» **Exercise goal**:
Scan the material and copy every line in which "SourcesQuery" appears.

***** Information *****

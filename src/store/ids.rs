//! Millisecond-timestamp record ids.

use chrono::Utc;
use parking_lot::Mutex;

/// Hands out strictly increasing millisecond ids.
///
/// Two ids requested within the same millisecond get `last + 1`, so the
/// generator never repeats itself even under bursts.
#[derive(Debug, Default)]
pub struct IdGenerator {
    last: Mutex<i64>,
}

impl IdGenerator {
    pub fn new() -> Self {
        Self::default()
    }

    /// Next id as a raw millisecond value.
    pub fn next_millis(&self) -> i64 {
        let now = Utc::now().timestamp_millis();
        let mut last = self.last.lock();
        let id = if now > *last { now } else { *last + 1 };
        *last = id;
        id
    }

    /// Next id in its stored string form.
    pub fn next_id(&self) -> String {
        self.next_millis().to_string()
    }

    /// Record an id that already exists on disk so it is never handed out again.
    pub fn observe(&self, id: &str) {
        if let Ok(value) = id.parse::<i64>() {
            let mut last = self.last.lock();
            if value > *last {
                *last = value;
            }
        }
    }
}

*****
***** Information *****

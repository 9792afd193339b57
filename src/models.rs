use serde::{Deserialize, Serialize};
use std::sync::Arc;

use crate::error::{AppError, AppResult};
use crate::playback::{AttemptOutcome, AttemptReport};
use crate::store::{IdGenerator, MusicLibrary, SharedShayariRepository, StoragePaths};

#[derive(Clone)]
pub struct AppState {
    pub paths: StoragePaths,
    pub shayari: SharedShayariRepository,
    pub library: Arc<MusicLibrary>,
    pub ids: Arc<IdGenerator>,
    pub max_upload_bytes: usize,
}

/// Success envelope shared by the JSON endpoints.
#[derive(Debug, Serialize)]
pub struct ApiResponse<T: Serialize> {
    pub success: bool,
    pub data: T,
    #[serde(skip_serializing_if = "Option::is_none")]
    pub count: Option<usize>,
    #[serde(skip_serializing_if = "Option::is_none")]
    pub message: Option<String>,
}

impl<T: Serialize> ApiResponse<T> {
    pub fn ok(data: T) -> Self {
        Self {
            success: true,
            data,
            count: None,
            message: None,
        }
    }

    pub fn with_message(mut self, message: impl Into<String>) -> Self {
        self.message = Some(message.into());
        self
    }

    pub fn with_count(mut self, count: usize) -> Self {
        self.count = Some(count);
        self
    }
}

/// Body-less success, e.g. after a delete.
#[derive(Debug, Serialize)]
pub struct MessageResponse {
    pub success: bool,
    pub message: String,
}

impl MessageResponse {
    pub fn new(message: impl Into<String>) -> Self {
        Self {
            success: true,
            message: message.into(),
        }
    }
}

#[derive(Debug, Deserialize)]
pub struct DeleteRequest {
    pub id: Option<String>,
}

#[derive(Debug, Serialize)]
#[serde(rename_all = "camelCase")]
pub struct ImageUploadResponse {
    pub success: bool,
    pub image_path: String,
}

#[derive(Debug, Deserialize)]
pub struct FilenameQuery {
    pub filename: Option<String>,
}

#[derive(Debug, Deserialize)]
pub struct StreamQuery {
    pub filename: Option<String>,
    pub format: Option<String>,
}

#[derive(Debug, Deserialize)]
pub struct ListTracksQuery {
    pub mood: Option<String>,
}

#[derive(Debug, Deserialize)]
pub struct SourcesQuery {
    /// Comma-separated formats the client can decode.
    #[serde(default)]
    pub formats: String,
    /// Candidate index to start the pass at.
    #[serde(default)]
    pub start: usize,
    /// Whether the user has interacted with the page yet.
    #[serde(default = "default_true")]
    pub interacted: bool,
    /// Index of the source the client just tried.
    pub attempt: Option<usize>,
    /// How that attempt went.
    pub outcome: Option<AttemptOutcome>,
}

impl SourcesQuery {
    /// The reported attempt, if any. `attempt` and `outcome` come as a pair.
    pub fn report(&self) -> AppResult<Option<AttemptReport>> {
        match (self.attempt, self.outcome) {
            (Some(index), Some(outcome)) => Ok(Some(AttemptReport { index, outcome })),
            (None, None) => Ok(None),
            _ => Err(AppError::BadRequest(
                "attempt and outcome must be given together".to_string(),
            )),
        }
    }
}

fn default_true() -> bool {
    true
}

*****
***** Information *****

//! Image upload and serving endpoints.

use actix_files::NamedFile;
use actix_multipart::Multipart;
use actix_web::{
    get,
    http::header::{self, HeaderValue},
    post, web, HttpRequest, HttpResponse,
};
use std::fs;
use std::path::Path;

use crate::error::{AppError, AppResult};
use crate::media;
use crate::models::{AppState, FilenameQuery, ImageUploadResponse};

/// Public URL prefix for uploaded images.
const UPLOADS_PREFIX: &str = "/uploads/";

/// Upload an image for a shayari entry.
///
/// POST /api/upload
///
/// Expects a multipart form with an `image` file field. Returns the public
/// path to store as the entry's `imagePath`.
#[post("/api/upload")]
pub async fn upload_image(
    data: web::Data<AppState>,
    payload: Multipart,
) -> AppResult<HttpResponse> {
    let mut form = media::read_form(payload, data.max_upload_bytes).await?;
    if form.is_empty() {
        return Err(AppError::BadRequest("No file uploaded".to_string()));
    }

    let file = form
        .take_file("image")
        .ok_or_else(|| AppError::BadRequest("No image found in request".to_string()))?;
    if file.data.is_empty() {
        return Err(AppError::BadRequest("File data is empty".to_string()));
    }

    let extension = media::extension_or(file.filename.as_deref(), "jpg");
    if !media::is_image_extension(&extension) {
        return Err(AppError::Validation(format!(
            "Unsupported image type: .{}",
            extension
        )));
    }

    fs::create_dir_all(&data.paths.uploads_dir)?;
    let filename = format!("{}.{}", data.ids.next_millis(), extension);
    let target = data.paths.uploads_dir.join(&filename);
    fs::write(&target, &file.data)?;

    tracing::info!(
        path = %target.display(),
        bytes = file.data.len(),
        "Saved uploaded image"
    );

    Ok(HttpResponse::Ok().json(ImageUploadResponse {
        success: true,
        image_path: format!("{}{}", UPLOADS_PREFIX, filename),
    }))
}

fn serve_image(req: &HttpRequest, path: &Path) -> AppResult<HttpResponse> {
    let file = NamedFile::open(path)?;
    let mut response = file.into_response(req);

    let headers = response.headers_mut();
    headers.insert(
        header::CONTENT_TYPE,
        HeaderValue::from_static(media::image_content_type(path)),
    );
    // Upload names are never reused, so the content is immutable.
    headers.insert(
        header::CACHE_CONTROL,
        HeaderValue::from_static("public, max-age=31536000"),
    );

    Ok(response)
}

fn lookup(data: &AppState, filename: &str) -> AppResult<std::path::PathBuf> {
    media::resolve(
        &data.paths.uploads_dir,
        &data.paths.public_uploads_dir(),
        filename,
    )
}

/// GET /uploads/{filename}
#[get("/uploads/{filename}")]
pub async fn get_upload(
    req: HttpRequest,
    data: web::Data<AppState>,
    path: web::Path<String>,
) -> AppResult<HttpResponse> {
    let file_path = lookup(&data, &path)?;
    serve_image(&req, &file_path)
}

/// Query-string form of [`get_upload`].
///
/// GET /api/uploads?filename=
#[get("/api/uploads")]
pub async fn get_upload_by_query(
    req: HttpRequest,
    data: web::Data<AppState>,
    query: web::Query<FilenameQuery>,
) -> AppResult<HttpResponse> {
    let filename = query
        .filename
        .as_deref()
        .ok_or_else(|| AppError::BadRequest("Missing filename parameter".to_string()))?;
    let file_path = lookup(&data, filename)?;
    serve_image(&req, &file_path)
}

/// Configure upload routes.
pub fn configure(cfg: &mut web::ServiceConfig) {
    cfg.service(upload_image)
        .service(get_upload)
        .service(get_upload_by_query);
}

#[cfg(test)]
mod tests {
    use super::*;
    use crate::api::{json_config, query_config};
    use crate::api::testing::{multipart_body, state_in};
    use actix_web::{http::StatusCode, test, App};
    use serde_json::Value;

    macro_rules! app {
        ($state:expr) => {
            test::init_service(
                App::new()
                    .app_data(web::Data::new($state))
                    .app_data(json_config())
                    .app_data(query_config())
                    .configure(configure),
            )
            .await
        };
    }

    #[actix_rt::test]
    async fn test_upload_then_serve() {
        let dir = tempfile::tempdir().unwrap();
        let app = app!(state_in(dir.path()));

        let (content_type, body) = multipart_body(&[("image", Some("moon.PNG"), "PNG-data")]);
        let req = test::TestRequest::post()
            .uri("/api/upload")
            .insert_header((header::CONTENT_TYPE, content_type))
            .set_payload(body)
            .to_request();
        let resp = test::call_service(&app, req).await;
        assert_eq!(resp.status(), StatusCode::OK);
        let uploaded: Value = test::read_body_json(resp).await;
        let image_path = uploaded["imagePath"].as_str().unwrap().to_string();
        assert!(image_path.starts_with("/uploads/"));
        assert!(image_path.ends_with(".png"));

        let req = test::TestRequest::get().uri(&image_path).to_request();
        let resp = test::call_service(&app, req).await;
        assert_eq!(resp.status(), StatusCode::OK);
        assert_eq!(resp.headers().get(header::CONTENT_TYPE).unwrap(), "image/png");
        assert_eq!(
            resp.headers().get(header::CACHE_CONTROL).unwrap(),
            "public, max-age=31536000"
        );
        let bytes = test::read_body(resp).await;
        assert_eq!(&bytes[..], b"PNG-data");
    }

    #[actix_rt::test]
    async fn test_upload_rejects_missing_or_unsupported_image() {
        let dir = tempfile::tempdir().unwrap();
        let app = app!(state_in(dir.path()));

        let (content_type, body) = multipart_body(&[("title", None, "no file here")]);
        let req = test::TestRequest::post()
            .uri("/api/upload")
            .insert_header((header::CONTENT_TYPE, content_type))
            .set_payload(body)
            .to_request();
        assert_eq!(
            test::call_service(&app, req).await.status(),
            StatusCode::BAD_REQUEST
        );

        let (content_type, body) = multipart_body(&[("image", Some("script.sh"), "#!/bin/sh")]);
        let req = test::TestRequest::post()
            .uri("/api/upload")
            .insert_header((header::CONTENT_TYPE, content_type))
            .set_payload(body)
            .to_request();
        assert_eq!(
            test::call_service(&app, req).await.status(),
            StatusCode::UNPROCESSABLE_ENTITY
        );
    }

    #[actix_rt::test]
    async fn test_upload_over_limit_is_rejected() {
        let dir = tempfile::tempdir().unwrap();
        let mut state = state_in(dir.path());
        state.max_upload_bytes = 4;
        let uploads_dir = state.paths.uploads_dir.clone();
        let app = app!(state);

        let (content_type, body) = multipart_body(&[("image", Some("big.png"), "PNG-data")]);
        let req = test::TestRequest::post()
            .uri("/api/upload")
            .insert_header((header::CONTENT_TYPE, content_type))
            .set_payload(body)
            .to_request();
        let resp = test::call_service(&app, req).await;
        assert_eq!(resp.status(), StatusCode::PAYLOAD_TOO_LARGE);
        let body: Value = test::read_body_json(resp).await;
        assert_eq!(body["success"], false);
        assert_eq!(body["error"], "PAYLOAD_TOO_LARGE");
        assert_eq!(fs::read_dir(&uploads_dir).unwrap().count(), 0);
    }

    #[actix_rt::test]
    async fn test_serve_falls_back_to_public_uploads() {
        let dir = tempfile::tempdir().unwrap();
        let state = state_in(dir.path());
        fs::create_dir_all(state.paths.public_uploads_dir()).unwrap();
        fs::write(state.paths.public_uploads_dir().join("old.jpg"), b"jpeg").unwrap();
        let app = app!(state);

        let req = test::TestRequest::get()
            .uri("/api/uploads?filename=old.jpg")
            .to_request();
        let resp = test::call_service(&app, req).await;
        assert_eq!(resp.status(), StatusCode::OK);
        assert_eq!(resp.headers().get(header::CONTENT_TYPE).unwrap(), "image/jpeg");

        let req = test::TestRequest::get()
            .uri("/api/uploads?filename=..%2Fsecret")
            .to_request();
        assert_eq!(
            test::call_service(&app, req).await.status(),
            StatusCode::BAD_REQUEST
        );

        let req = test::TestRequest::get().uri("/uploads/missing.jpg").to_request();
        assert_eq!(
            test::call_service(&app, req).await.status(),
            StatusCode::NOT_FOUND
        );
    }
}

*****

» **Result**:
pub struct SourcesQuery {
impl SourcesQuery {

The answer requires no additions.